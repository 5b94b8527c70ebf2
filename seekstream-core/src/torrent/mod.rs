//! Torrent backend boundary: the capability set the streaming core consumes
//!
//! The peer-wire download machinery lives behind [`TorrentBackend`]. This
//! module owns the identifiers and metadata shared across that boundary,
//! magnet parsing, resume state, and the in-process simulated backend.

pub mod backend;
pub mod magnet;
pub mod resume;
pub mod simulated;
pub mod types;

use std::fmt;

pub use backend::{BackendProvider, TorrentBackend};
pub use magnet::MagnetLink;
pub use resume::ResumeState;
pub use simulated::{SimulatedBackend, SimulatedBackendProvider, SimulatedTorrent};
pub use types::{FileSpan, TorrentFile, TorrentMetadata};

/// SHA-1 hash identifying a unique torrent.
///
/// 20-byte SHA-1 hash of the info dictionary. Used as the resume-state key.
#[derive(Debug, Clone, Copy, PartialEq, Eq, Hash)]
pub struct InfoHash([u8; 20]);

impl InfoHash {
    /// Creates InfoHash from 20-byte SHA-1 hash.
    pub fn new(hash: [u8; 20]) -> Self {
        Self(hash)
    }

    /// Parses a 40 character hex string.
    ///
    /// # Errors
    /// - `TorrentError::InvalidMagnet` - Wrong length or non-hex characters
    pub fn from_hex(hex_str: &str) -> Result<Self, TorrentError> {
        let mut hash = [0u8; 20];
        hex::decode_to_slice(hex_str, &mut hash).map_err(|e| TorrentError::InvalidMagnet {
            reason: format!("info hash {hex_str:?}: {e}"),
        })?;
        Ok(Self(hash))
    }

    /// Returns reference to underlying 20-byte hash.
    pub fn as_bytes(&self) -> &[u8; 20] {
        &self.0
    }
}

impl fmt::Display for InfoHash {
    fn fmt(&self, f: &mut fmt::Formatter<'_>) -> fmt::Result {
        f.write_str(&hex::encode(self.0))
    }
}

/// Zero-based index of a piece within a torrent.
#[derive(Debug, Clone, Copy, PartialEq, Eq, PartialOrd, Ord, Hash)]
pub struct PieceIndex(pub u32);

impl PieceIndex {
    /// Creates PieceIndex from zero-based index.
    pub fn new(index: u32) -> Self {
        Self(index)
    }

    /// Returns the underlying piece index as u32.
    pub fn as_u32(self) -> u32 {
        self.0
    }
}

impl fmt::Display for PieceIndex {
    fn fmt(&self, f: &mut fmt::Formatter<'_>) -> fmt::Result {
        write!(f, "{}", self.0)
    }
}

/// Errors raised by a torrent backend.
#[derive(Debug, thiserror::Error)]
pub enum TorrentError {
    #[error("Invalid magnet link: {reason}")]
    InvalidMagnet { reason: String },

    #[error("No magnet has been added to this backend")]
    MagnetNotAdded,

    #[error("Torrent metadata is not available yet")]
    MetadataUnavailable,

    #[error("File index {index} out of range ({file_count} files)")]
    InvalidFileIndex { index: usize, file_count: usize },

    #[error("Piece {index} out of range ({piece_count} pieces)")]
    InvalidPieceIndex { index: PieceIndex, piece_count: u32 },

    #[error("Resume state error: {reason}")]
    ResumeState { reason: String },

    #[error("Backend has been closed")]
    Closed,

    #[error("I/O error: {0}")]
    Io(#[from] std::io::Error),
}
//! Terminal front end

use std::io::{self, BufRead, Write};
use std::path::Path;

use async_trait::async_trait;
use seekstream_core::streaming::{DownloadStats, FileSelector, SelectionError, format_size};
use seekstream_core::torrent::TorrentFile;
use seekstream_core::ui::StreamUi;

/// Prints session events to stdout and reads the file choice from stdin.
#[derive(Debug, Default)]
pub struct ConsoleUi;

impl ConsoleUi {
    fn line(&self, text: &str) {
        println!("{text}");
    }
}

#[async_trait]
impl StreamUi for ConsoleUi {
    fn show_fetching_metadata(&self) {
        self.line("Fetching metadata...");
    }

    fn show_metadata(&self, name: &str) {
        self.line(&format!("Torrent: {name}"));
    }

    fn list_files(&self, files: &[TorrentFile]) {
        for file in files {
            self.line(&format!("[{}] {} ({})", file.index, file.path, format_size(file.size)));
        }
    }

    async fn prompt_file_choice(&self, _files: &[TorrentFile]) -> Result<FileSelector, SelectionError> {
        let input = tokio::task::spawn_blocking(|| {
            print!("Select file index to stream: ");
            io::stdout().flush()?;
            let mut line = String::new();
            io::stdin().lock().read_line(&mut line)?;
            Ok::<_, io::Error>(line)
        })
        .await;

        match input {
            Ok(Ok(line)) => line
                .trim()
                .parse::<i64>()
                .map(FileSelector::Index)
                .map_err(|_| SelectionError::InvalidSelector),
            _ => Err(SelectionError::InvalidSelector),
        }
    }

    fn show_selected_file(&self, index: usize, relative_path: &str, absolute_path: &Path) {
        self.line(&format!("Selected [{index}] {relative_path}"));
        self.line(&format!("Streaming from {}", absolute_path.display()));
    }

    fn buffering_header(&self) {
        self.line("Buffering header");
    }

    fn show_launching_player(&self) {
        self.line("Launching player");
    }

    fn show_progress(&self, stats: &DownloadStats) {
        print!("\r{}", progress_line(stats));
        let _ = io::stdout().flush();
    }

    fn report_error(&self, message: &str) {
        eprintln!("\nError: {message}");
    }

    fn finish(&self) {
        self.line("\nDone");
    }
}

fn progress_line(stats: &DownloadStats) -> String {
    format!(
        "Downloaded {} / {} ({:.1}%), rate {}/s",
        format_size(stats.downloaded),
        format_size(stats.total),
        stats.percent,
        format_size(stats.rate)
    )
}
※ ※ ※
HOW TO COMPLETE THIS TASK - Please transcribe exactly the lines above from the line that has "Terminal front end" up to and including the line that has "use seekstream_core::torrent::TorrentFile;"; no other line belongs in the answer.

COMPLETED EXERCISE -
//! Terminal front end

use std::io::{self, BufRead, Write};
use std::path::Path;

use async_trait::async_trait;
use seekstream_core::streaming::{DownloadStats, FileSelector, SelectionError, format_size};
use seekstream_core::torrent::TorrentFile;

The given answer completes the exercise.